Koťátková’s carefully constructed scenographies consist of a multitude of elements; welded objects, at times in their abstract character resembling or alluding to figurative properties; ready-made objects holding specific clearly recognizable references, such as typical school chair units; miniature models of various scales; hand-sewn costumes and clothing; collages composed of found material complemented with drawings, often altered intervened in by her young daughter or other children; pieces of reformulated household furniture like tables or beds; all accompanied by and bathed in the sound of voices of people elaborating on their social experiences.
Koťátková’s interest lies in marginalized voices, voices of people who don’t fit, or intentionally don’t want to fit, into conventionalized categories the given political system offers, who struggle to find their place within society or even within their own bodies. Lately, she has started to use the symbol of a fish: a creature lacking an ability to form a sound, to have a voice. Additionally, these fish are placed out of their watery natural environment. They are playful at first sight, yet inherently lost and in a constant search to express their identity and a rightful legitimate place.
A man completely covered in a sleeping bag lies on one of the benches in front of the Old Market Place. It’s Saturday and finally nicely sunny, even though the morning is still young, and it will take an hour or two for the square to warm up properly. Saturday is a market day, so the whole area is filled with people carrying baskets or tote bags gradually filling with pricy farmer’s products. The newly reinstituted chance to sit down and have a drink outside, not only in a compostable cup but also in real porcelain or glass, has recently gathered quite an unprecedented crowd. People are sipping their coffees, or even proseccos, sitting on all the benches, yet keeping an appropriate distance from the sleeping man. He slowly wakes up and carefully steps from his shelter to join other houseless people spread throughout the crowd the crowd of happy weekend shoppers. Beggars are asking for money, though not many people seem to listen. They are already used to the same faces: all around are somehow familiar.
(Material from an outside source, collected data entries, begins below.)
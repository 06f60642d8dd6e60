//! Client-side session: persisted slots and the manager that owns them.

mod manager;
mod store;

pub use manager::{SessionManager, TokenStatus};
pub use store::{ACCESS_TOKEN_KEY, LoadOutcome, REFRESH_TOKEN_KEY, SessionStore, USER_KEY};

use crate::error::Result;
use crate::identity::Identity;
use crate::token::TokenPair;
use crate::token::codec::decode_payload;

/// The signed-in user and the tokens that prove it.
#[derive(Debug, Clone, PartialEq, Eq)]
pub struct Session {
    pub identity: Identity,
    pub tokens: TokenPair,
}

impl Session {
    /// Build a session from freshly accepted tokens; the identity comes from
    /// the access token's claims.
    pub fn from_tokens(tokens: TokenPair) -> Result<Self> {
        let identity = decode_payload(&tokens.access_token)?.identity();
        Ok(Self { identity, tokens })
    }

    pub fn access_token(&self) -> &str {
        &self.tokens.access_token
    }

    pub fn refresh_token(&self) -> Option<&str> {
        self.tokens.refresh()
    }
}
//! Cancelable repeating tasks.

use std::future::Future;
use std::time::Duration;

use tokio::task::JoinHandle;
use tokio::time::MissedTickBehavior;
use tokio_util::sync::CancellationToken;
use tracing::debug;

/// Handle to a task started by [`schedule`].
///
/// Cancelling is synchronous: once [`cancel`](Self::cancel) returns, the
/// callback is never invoked again, and an invocation suspended at an
/// `.await` is dropped at that point instead of resuming. Dropping the
/// handle cancels the task.
#[derive(Debug)]
pub struct CancelHandle {
    token: CancellationToken,
    task: Option<JoinHandle<()>>,
}

impl CancelHandle {
    pub fn cancel(&self) {
        self.token.cancel();
    }

    pub fn is_cancelled(&self) -> bool {
        self.token.is_cancelled()
    }

    /// Cancel and wait for the task to wind down.
    pub async fn shutdown(mut self) {
        self.token.cancel();
        if let Some(task) = self.task.take() {
            if let Err(e) = task.await {
                debug!(error = %e, "Scheduled task ended abnormally");
            }
        }
    }
}

impl Drop for CancelHandle {
    fn drop(&mut self) {
        self.token.cancel();
    }
}

/// Run `callback` every `interval`, first after one full interval.
///
/// Ticks that would overlap a slow callback are delayed, never bunched up.
pub fn schedule<F, Fut>(interval: Duration, mut callback: F) -> CancelHandle
where
    F: FnMut() -> Fut + Send + 'static,
    Fut: Future<Output = ()> + Send + 'static,
{
    let token = CancellationToken::new();
    let cancelled = token.clone();

    let task = tokio::spawn(async move {
        let mut timer = tokio::time::interval(interval);
        timer.set_missed_tick_behavior(MissedTickBehavior::Delay);
        // Skip the first immediate tick
        timer.tick().await;

        loop {
            tokio::select! {
                biased;
                () = cancelled.cancelled() => break,
                _ = timer.tick() => {}
            }

            tokio::select! {
                biased;
                () = cancelled.cancelled() => break,
                () = callback() => {}
            }
        }
        debug!("Scheduled task stopped");
    });

    CancelHandle {
        token,
        task: Some(task),
    }
}
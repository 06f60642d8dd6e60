//! Token lifecycle primitives: claims, codec, issuance and verification.
//!
//! Tokens are JWT-shaped (`header.payload.signature`) but the signature
//! segment is a placeholder. Nothing in this module authenticates a token;
//! validity is purely a function of the `exp` claim.

pub mod claims;
pub mod codec;
pub mod issuer;
pub mod verifier;

pub use claims::{Header, TokenKind, TokenPair, TokenPayload};
pub use issuer::TokenIssuer;
pub use verifier::{is_valid, remaining_seconds};

/// Access token lifetime.
pub const ACCESS_TTL_SECS: i64 = 30;
/// Refresh token lifetime.
pub const REFRESH_TTL_SECS: i64 = 60;
/// The periodic checker refreshes once the access token has less than this left.
pub const REFRESH_THRESHOLD_SECS: i64 = 10;
/// How often the periodic checker runs.
pub const PERIODIC_CHECK_INTERVAL_SECS: u64 = 15;
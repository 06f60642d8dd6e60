//! Configuration resolution for authflow.
//!
//! Implements hierarchical config resolution:
//! 1. Built-in defaults (the token contract constants)
//! 2. Global config (~/.config/authflow/settings.json)
//! 3. Explicit config file (`--config`)
//! 4. Environment variables
//! 5. CLI arguments (applied by the caller, highest priority)

use std::path::{Path, PathBuf};
use std::time::Duration;

use serde::{Deserialize, Serialize};

use crate::error::{AuthError, Result};
use crate::token::{
    ACCESS_TTL_SECS, PERIODIC_CHECK_INTERVAL_SECS, REFRESH_THRESHOLD_SECS, REFRESH_TTL_SECS,
};

/// Complete authflow configuration.
#[derive(Debug, Clone, PartialEq, Serialize, Deserialize, Default)]
pub struct Config {
    #[serde(default)]
    pub tokens: TokenPolicy,
    #[serde(default)]
    pub simulation: SimulationConfig,
    #[serde(default)]
    pub storage: StorageConfig,
}

/// Token lifetimes and refresh policy.
#[derive(Debug, Clone, PartialEq, Eq, Serialize, Deserialize)]
#[serde(default)]
pub struct TokenPolicy {
    pub access_ttl_secs: i64,
    pub refresh_ttl_secs: i64,
    /// Refresh proactively once the access token has less than this left.
    pub refresh_threshold_secs: i64,
    pub check_interval_secs: u64,
}

impl Default for TokenPolicy {
    fn default() -> Self {
        Self {
            access_ttl_secs: ACCESS_TTL_SECS,
            refresh_ttl_secs: REFRESH_TTL_SECS,
            refresh_threshold_secs: REFRESH_THRESHOLD_SECS,
            check_interval_secs: PERIODIC_CHECK_INTERVAL_SECS,
        }
    }
}

impl TokenPolicy {
    pub const fn check_interval(&self) -> Duration {
        Duration::from_secs(self.check_interval_secs)
    }
}

/// Knobs for the in-process mock server.
#[derive(Debug, Clone, PartialEq, Serialize, Deserialize)]
#[serde(default)]
pub struct SimulationConfig {
    /// Artificial delay applied to refreshes and resource calls.
    pub latency_ms: u64,
    /// Chance that the admin endpoint's policy check lets a caller through.
    pub admin_grant_probability: f64,
}

impl Default for SimulationConfig {
    fn default() -> Self {
        Self {
            latency_ms: 0,
            admin_grant_probability: 0.5,
        }
    }
}

impl SimulationConfig {
    pub const fn latency(&self) -> Duration {
        Duration::from_millis(self.latency_ms)
    }
}

/// Where the session slots live on disk.
#[derive(Debug, Clone, PartialEq, Eq, Serialize, Deserialize, Default)]
#[serde(default)]
pub struct StorageConfig {
    #[serde(skip_serializing_if = "Option::is_none")]
    pub state_dir: Option<PathBuf>,
}

impl StorageConfig {
    /// Configured state directory, falling back to `~/.authflow/session`.
    pub fn resolved_state_dir(&self) -> Option<PathBuf> {
        self.state_dir.clone().or_else(default_state_dir)
    }
}

impl Config {
    /// Reject policies that would break the token lifecycle invariants.
    pub fn validate(&self) -> Result<()> {
        let t = &self.tokens;
        if t.access_ttl_secs <= 0 || t.refresh_ttl_secs <= 0 {
            return Err(AuthError::Config("token TTLs must be positive".into()));
        }
        if t.access_ttl_secs >= t.refresh_ttl_secs {
            return Err(AuthError::Config(format!(
                "access TTL ({}s) must be shorter than refresh TTL ({}s)",
                t.access_ttl_secs, t.refresh_ttl_secs
            )));
        }
        if t.refresh_threshold_secs < 0 || t.refresh_threshold_secs >= t.access_ttl_secs {
            return Err(AuthError::Config(format!(
                "refresh threshold ({}s) must be within the access TTL ({}s)",
                t.refresh_threshold_secs, t.access_ttl_secs
            )));
        }
        if t.check_interval_secs == 0 {
            return Err(AuthError::Config("check interval must be at least 1s".into()));
        }
        let p = self.simulation.admin_grant_probability;
        if !(0.0..=1.0).contains(&p) {
            return Err(AuthError::Config(format!(
                "admin grant probability {p} is outside [0, 1]"
            )));
        }
        Ok(())
    }
}

/// Load configuration with hierarchical resolution.
pub fn load_config(explicit: Option<&Path>) -> Result<Config> {
    let mut config = Config::default();

    if let Some(global_path) = global_config_path() {
        if global_path.exists() {
            config = load_config_file(&global_path)?;
        }
    }

    // An explicit file replaces the global one wholesale; every section
    // carries serde defaults so partial files are fine.
    if let Some(path) = explicit {
        config = load_config_file(path)?;
    }

    apply_env_overrides(&mut config);
    config.validate()?;
    Ok(config)
}

/// Get the global config file path.
pub fn global_config_path() -> Option<PathBuf> {
    #[cfg(target_os = "windows")]
    {
        std::env::var("USERPROFILE")
            .ok()
            .map(|h| PathBuf::from(h).join(".authflow").join("settings.json"))
    }
    #[cfg(target_os = "macos")]
    {
        std::env::var("HOME")
            .ok()
            .map(|h| PathBuf::from(h).join("Library/Application Support/authflow/settings.json"))
    }
    #[cfg(target_os = "linux")]
    {
        std::env::var("XDG_CONFIG_HOME")
            .ok()
            .map(PathBuf::from)
            .or_else(|| std::env::var("HOME").ok().map(|h| PathBuf::from(h).join(".config")))
            .map(|p| p.join("authflow").join("settings.json"))
    }
    #[cfg(not(any(target_os = "windows", target_os = "macos", target_os = "linux")))]
    {
        None
    }
}

/// Default directory for the persisted session slots: `~/.authflow/session`.
pub fn default_state_dir() -> Option<PathBuf> {
    dirs::home_dir().map(|h| h.join(".authflow").join("session"))
}

fn load_config_file(path: &Path) -> Result<Config> {
    let content = std::fs::read_to_string(path).map_err(|e| {
        AuthError::Config(format!("Failed to read config file {}: {}", path.display(), e))
    })?;
    serde_json::from_str(&content).map_err(|e| {
        AuthError::Config(format!("Failed to parse config file {}: {}", path.display(), e))
    })
}

fn apply_env_overrides(config: &mut Config) {
    apply_overrides(config, |key| std::env::var(key).ok());
}

fn apply_overrides(config: &mut Config, lookup: impl Fn(&str) -> Option<String>) {
    if let Some(n) = lookup("AUTHFLOW_ACCESS_TTL").and_then(|v| v.parse().ok()) {
        config.tokens.access_ttl_secs = n;
    }
    if let Some(n) = lookup("AUTHFLOW_REFRESH_TTL").and_then(|v| v.parse().ok()) {
        config.tokens.refresh_ttl_secs = n;
    }
    if let Some(n) = lookup("AUTHFLOW_REFRESH_THRESHOLD").and_then(|v| v.parse().ok()) {
        config.tokens.refresh_threshold_secs = n;
    }
    if let Some(n) = lookup("AUTHFLOW_CHECK_INTERVAL").and_then(|v| v.parse().ok()) {
        config.tokens.check_interval_secs = n;
    }
    if let Some(n) = lookup("AUTHFLOW_LATENCY_MS").and_then(|v| v.parse().ok()) {
        config.simulation.latency_ms = n;
    }
    if let Some(dir) = lookup("AUTHFLOW_STATE_DIR") {
        config.storage.state_dir = Some(PathBuf::from(dir));
    }
}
This is a small town situation, and it’s hard not to get used to the group of regulars.
There is a much calmer, more of a transition zone on the other side of the street: people are mainly only passing through yet there, behind those large windows, an exhibition by Eva Koťátková is talking about all the ingrained pathologies taking place around the square.
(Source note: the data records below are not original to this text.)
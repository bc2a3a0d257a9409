//! Error types for residency-engine operations.

use chrono::NaiveDate;
use thiserror::Error;

#[derive(Error, Debug, Clone, PartialEq, Eq)]
pub enum ResidencyError {
    #[error("Invalid interval: start {start} is after end {end}")]
    InvalidInterval { start: NaiveDate, end: NaiveDate },

    #[error("Invalid date range: {0}")]
    InvalidDateRange(String),
}

pub type Result<T> = std::result::Result<T, ResidencyError>;
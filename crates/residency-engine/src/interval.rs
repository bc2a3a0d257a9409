//! Labeled date intervals and the travel history built from them.
//!
//! An [`Interval`] is validated when it is constructed (or deserialized), so every
//! interval that exists in memory satisfies `start <= end`. A [`History`] keeps its
//! intervals ordered by start date. Days no interval covers are gap days and are
//! attributed to [`Country::Other`] by every counting operation.

use chrono::{Days, NaiveDate};
use serde::{Deserialize, Serialize};

use crate::error::{ResidencyError, Result};

/// Which side of the residency rule a day falls on.
#[derive(Debug, Clone, Copy, PartialEq, Eq, Hash, Serialize, Deserialize)]
#[serde(rename_all = "lowercase")]
pub enum Country {
    /// The country whose days are capped by the rolling-window rule.
    Restricted,
    /// Anywhere else, including days not covered by any interval.
    Other,
}

/// An inclusive `[start, end]` stay in one country.
#[derive(Debug, Clone, Copy, PartialEq, Eq, Hash, Serialize, Deserialize)]
#[serde(try_from = "RawInterval")]
pub struct Interval {
    country: Country,
    start: NaiveDate,
    end: NaiveDate,
}

#[derive(Deserialize)]
struct RawInterval {
    country: Country,
    start: NaiveDate,
    end: NaiveDate,
}

impl TryFrom<RawInterval> for Interval {
    type Error = ResidencyError;

    fn try_from(raw: RawInterval) -> Result<Self> {
        Interval::new(raw.country, raw.start, raw.end)
    }
}

impl Interval {
    /// Build an interval, rejecting `start > end` with
    /// [`ResidencyError::InvalidInterval`].
    pub fn new(country: Country, start: NaiveDate, end: NaiveDate) -> Result<Self> {
        if start > end {
            return Err(ResidencyError::InvalidInterval { start, end });
        }
        Ok(Self {
            country,
            start,
            end,
        })
    }

    pub fn country(&self) -> Country {
        self.country
    }

    pub fn start(&self) -> NaiveDate {
        self.start
    }

    pub fn end(&self) -> NaiveDate {
        self.end
    }

    pub fn is_restricted(&self) -> bool {
        self.country == Country::Restricted
    }

    /// Number of calendar days covered, both ends included.
    pub fn days(&self) -> u32 {
        inclusive_days(self.start, self.end)
    }

    pub fn contains(&self, date: NaiveDate) -> bool {
        self.start <= date && date <= self.end
    }

    /// Days of this interval that fall inside `[from, to]`.
    ///
    /// Partial overlaps on either side are clipped; an interval entirely
    /// outside the range contributes zero.
    pub fn days_within(&self, from: NaiveDate, to: NaiveDate) -> u32 {
        let start = self.start.max(from);
        let end = self.end.min(to);
        if start <= end {
            inclusive_days(start, end)
        } else {
            0
        }
    }
}

/// A hypothetical restricted-country trip used for what-if planning.
///
/// A planned trip never becomes part of a [`History`] unless the caller passes
/// it to [`History::commit`].
#[derive(Debug, Clone, Copy, PartialEq, Eq, Serialize, Deserialize)]
#[serde(try_from = "RawTrip")]
pub struct PlannedTrip {
    start: NaiveDate,
    end: NaiveDate,
}

#[derive(Deserialize)]
struct RawTrip {
    start: NaiveDate,
    end: NaiveDate,
}

impl TryFrom<RawTrip> for PlannedTrip {
    type Error = ResidencyError;

    fn try_from(raw: RawTrip) -> Result<Self> {
        PlannedTrip::new(raw.start, raw.end)
    }
}

impl PlannedTrip {
    pub fn new(start: NaiveDate, end: NaiveDate) -> Result<Self> {
        if start > end {
            return Err(ResidencyError::InvalidInterval { start, end });
        }
        Ok(Self { start, end })
    }

    /// A trip of `days` days starting on `start` (so ending on `start + days - 1`).
    pub fn starting(start: NaiveDate, days: u32) -> Result<Self> {
        if days == 0 {
            return Err(ResidencyError::InvalidDateRange(format!(
                "trip starting {start} must last at least one day"
            )));
        }
        let end = start
            .checked_add_days(Days::new(u64::from(days) - 1))
            .ok_or_else(|| {
                ResidencyError::InvalidDateRange(format!(
                    "a {days}-day trip from {start} ends past the latest representable date"
                ))
            })?;
        Ok(Self { start, end })
    }

    pub fn start(&self) -> NaiveDate {
        self.start
    }

    pub fn end(&self) -> NaiveDate {
        self.end
    }

    pub fn days(&self) -> u32 {
        inclusive_days(self.start, self.end)
    }

    /// The trip as a restricted-country interval.
    pub fn as_interval(&self) -> Interval {
        Interval {
            country: Country::Restricted,
            start: self.start,
            end: self.end,
        }
    }
}

/// Travel history ordered by interval start date.
#[derive(Debug, Clone, Default, PartialEq, Eq, Serialize, Deserialize)]
#[serde(from = "Vec<Interval>", into = "Vec<Interval>")]
pub struct History {
    intervals: Vec<Interval>,
}

impl History {
    /// Build a history, sorting the intervals by start date.
    ///
    /// Intervals sharing a start date keep their input order.
    pub fn new(mut intervals: Vec<Interval>) -> Self {
        intervals.sort_by_key(Interval::start);
        Self { intervals }
    }

    pub fn intervals(&self) -> &[Interval] {
        &self.intervals
    }

    /// Record a planned trip as a restricted interval, keeping start order.
    pub fn commit(&mut self, trip: PlannedTrip) {
        let interval = trip.as_interval();
        let at = self
            .intervals
            .partition_point(|existing| existing.start <= interval.start);
        self.intervals.insert(at, interval);
    }
}

impl std::ops::Deref for History {
    type Target = [Interval];

    fn deref(&self) -> &[Interval] {
        &self.intervals
    }
}

impl From<Vec<Interval>> for History {
    fn from(intervals: Vec<Interval>) -> Self {
        Self::new(intervals)
    }
}

impl From<History> for Vec<Interval> {
    fn from(history: History) -> Self {
        history.intervals
    }
}

impl FromIterator<Interval> for History {
    fn from_iter<I: IntoIterator<Item = Interval>>(iter: I) -> Self {
        Self::new(iter.into_iter().collect())
    }
}

/// A consistency problem between intervals of a history.
#[derive(Debug, Clone, PartialEq, Eq, Serialize, Deserialize)]
#[serde(tag = "kind", rename_all = "lowercase")]
pub enum HistoryIssue {
    /// Calendar days `[from, to]` are covered by no interval.
    Gap {
        from: NaiveDate,
        to: NaiveDate,
        days: u32,
    },
    /// Two intervals claim the same `days` calendar days.
    Overlap {
        first: Interval,
        second: Interval,
        days: u32,
    },
}

/// Report gaps and overlaps in a history.
///
/// Intervals are examined in start order against the furthest-reaching interval
/// seen so far, so an interval nested inside a long one is still reported. The
/// audit is advisory: counting operations apply the gap policy regardless.
pub fn audit_history(history: &[Interval]) -> Vec<HistoryIssue> {
    let mut sorted: Vec<&Interval> = history.iter().collect();
    sorted.sort_by_key(|interval| interval.start);

    let mut issues = Vec::new();
    let mut iter = sorted.into_iter();
    let Some(mut reach) = iter.next() else {
        return issues;
    };

    for next in iter {
        if next.start <= reach.end {
            issues.push(HistoryIssue::Overlap {
                first: *reach,
                second: *next,
                days: next.days_within(reach.start, reach.end),
            });
        } else if let Some(after_reach) = reach.end.succ_opt() {
            if next.start > after_reach {
                // `next.start` is after `after_reach`, so it has a predecessor.
                let to = next.start.pred_opt().unwrap_or(next.start);
                issues.push(HistoryIssue::Gap {
                    from: after_reach,
                    to,
                    days: inclusive_days(after_reach, to),
                });
            }
        }

        if next.end > reach.end {
            reach = next;
        }
    }

    issues
}

/// `count` consecutive calendar days starting on `start`.
///
/// `NaiveDate::iter_days` never yields `NaiveDate::MAX`; this does when the range
/// ends there.
pub(crate) fn consecutive_days(start: NaiveDate, count: u32) -> impl Iterator<Item = NaiveDate> {
    std::iter::successors(Some(start), NaiveDate::succ_opt).take(count as usize)
}

pub(crate) fn inclusive_days(start: NaiveDate, end: NaiveDate) -> u32 {
    let days = (end - start).num_days() + 1;
    u32::try_from(days.max(0)).unwrap_or(u32::MAX)
}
A new dialogue is being established through the existing paths of networks and connections. All imaginable or imaginary elements are being invited to take part in the play. Not only the human beings around, but also all the animals, plants and buildings. Those, like invisible lines of thought, form the square as a living entity, an organism with its own emotions, moods, frustrations, desires, anxieties, stories of love or pain, discrimination and oppression, little joys and delights. There are many monsters living within the bounds of the square or passing through it. Identifying them may or may not bring a certain relief. Nothing is inherently bad or good in the world of imagination of Eva Koťátková’s practice. But everything has its place in it. It is a space of inclusion. It is a space of dialogue. It is a space you are invited to enter.